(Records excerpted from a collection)
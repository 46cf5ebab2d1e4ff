use async_trait::async_trait;

use rex_schemas::FailureKind;

#[derive(Debug, Clone, Copy, PartialEq, Eq)]
pub enum ConfirmationStatus {
    Processed,
    Confirmed,
    Finalized,
}

#[derive(Debug, Clone)]
pub struct SignatureStatus {
    pub confirmation_status: ConfirmationStatus,
    pub err: Option<String>,
    pub slot: u64,
}

#[derive(Debug, Clone)]
pub enum SubmitError {
    SendFailed(String),
}

impl std::fmt::Display for SubmitError {
    fn fmt(&self, f: &mut std::fmt::Formatter<'_>) -> std::fmt::Result {
        match self {
            SubmitError::SendFailed(s) => write!(f, "send failed: {s}"),
        }
    }
}

impl std::error::Error for SubmitError {}

impl SubmitError {
    pub fn classify(&self) -> FailureKind {
        match self {
            SubmitError::SendFailed(msg) => rex_schemas::classify_failure(msg),
        }
    }
}

/// Stateless (from the core's perspective) RPC façade. Implementations are
/// free to hold connection pools, caches, etc. internally, but must never
/// leak chain state back into the core beyond what this contract returns.
#[async_trait]
pub trait ChainClient: Send + Sync {
    async fn submit_signed(&self, tx_bytes: &[u8]) -> Result<String, SubmitError>;

    async fn get_signature_status(&self, signature: &str) -> anyhow::Result<Option<SignatureStatus>>;

    /// Native (SOL) balance in lamports.
    async fn get_native_balance(&self) -> anyhow::Result<i64>;

    /// Token balance in the token's smallest unit.
    async fn get_token_balance(&self, mint: &str) -> anyhow::Result<i64>;

    fn local_address(&self) -> String;
}
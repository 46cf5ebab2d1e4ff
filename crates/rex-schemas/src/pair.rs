use serde::{Deserialize, Serialize};

/// Immutable trading pair metadata, provided entirely by configuration.
///
/// Identity is `"BASE/QUOTE"`; the core never mints new pairs at runtime.
#[derive(Debug, Clone, PartialEq, Eq, Serialize, Deserialize)]
pub struct Pair {
    pub base_symbol: String,
    pub quote_symbol: String,
    pub base_mint: String,
    pub quote_mint: String,
    pub base_decimals: u8,
    pub quote_decimals: u8,
}

impl Pair {
    pub fn identity(&self) -> String {
        format!("{}/{}", self.base_symbol, self.quote_symbol)
    }
}

impl std::fmt::Display for Pair {
    fn fmt(&self, f: &mut std::fmt::Formatter<'_>) -> std::fmt::Result {
        write!(f, "{}", self.identity())
    }
}

/// Per-pair price sanity bounds. Every configured pair must have one —
/// a pair with no bounds fails boot rather than trading on an unchecked feed.
#[derive(Debug, Clone, Copy, PartialEq, Serialize, Deserialize)]
pub struct PriceBounds {
    pub low: f64,
    pub high: f64,
}

impl PriceBounds {
    pub fn contains(&self, price: f64) -> bool {
        price >= self.low && price <= self.high
    }
}

#[derive(Debug, Clone, Copy, PartialEq, Eq, Serialize, Deserialize)]
pub enum Side {
    Buy,
    Sell,
}

impl std::fmt::Display for Side {
    fn fmt(&self, f: &mut std::fmt::Formatter<'_>) -> std::fmt::Result {
        match self {
            Side::Buy => write!(f, "BUY"),
            Side::Sell => write!(f, "SELL"),
        }
    }
}
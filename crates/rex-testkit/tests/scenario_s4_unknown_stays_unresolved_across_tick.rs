//! When the chain itself is unreachable, reconciliation can neither confirm
//! nor refute a fill. The inflight handle and its pending intent survive the
//! tick untouched so a later tick can retry, and the position stays exactly
//! where it was — never guessed at.

use std::sync::Arc;

use rex_execution::{LadderPolicy, PairStateMachine, ReconcileVerdict, Reconciler, ReconcilerConfig};
use rex_schemas::{InflightHandle, InflightIntent, Side};
use rex_testkit::MockChainClient;

mod common;

#[tokio::test]
async fn scenario_rpc_outage_leaves_position_untouched_until_retry_succeeds() {
    let pair = common::sol_usdc();
    let chain = Arc::new(MockChainClient::new("local"));
    chain.set_balance_queries_fail(true);

    let intent = InflightIntent::new(pair.identity(), Side::Buy, 100_000_000, 0, 500_000_000, chrono::Utc::now());
    let mut state_machine = PairStateMachine::new(LadderPolicy { failure_threshold: 4, failure_cooldown: chrono::Duration::seconds(300) });
    state_machine.mark_inflight(&pair.identity(), Side::Buy, InflightHandle::Signature("SIG1".to_string()));
    state_machine.preserve_pending_intent(&pair.identity(), Side::Buy, intent.clone());

    let reconciler = Reconciler::new(chain.clone(), ReconcilerConfig { settle_delay: std::time::Duration::from_millis(0), tolerance_pct: 0.05 });

    let verdict = reconciler.reconcile(&intent, &pair.base_mint, &pair.quote_mint).await;
    assert_eq!(verdict, ReconcileVerdict::StillUnresolved);

    let state = state_machine.state_of(&pair.identity());
    assert!(state.is_flat());
    assert_eq!(state.inflight_buy_id, Some(InflightHandle::Signature("SIG1".to_string())));
    assert!(state.pending_buy_intent.is_some());

    // Next tick: the RPC is healthy again and the fill is visible on-chain.
    chain.set_balance_queries_fail(false);
    chain.set_token_balance(&pair.base_mint, 100_000_000);
    chain.set_token_balance(&pair.quote_mint, 490_000_000);

    let retry_intent = state_machine.pending_intent(&pair.identity(), Side::Buy).expect("pending intent survived the failed tick");
    let verdict = reconciler.reconcile(&retry_intent, &pair.base_mint, &pair.quote_mint).await;
    assert_eq!(verdict, ReconcileVerdict::Success { observed_base_delta: 100_000_000 });
}
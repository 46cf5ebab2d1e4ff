//! A pair with both an exit signal and an entry signal in the same tick must
//! close before it reopens. If entries ran first, the open-position guard
//! would reject the entry outright and the pair would end the tick flat.

use std::collections::HashMap;
use std::sync::Arc;

use rex_audit::AuditWriter;
use rex_price::PriceOracle;
use rex_runtime::Scheduler;
use rex_schemas::{PairStatus, Side, TxOutcome};
use rex_strategy::{FixedStrategy, Signal};
use rex_testkit::{dummy_unsigned_tx_bytes, sample_quote, MockAggregatorClient, MockChainClient, MockPriceFeed};

mod common;

#[tokio::test]
async fn scenario_exit_then_reentry_happens_in_one_tick() {
    let pair = common::sol_usdc();
    let config = common::sample_config(vec![pair.clone()]);

    let chain = Arc::new(MockChainClient::new(config.wallet_address.clone()));
    chain.set_native_balance(5_000_000_000);

    let primary = Arc::new(MockPriceFeed::new("primary", Some(10.0)));
    let secondary = Arc::new(MockPriceFeed::new("secondary", Some(10.0)));
    let bounds: HashMap<String, _> = config.bounds.clone().into_iter().collect();
    let oracle = Arc::new(PriceOracle::new(primary, secondary, bounds, chrono::Duration::seconds(config.price_ttl_s as i64)));

    let aggregator: Arc<dyn rex_aggregator::AggregatorClient> = Arc::new(
        MockAggregatorClient::new()
            .with_default_quote(sample_quote(10_000_000, 100_000_000, 10))
            .with_default_tx_bytes(dummy_unsigned_tx_bytes()),
    );

    let mut strategy = FixedStrategy::new(50_000_000);
    strategy.set_exit(pair.identity(), Some("take_profit".to_string()));
    strategy.set_entry(pair.identity(), Signal::Long);

    let audit = AuditWriter::new(std::env::temp_dir().join(format!("rex-s6-{}.jsonl", uuid::Uuid::new_v4())), true).unwrap();

    let mut scheduler = Scheduler::new(config.clone(), chain.clone(), common::test_signer(), oracle, aggregator, Arc::new(strategy), audit);

    let seeded_at = chrono::Utc::now() - chrono::Duration::hours(1);
    scheduler
        .state_machine_for_test()
        .apply_outcome(&pair.identity(), Side::Buy, "seed", TxOutcome::Success, Some(9.5), Some(100_000_000), seeded_at);

    scheduler.run_tick().await.unwrap();

    let state = scheduler.state_machine_for_test().state_of(&pair.identity());
    assert!(matches!(state.status, PairStatus::Open), "pair should have re-entered after the exit, not stayed flat");
    assert!(state.opened_at.unwrap() > seeded_at, "opened_at should reflect the new entry, not the seeded one");
}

■ Your goal ■
If a line in the data above holds the string "TxOutcome", report that line.

■ Result for this exercise ■
use rex_schemas::{PairStatus, Side, TxOutcome};
        .apply_outcome(&pair.identity(), Side::Buy, "seed", TxOutcome::Success, Some(9.5), Some(100_000_000), seeded_at);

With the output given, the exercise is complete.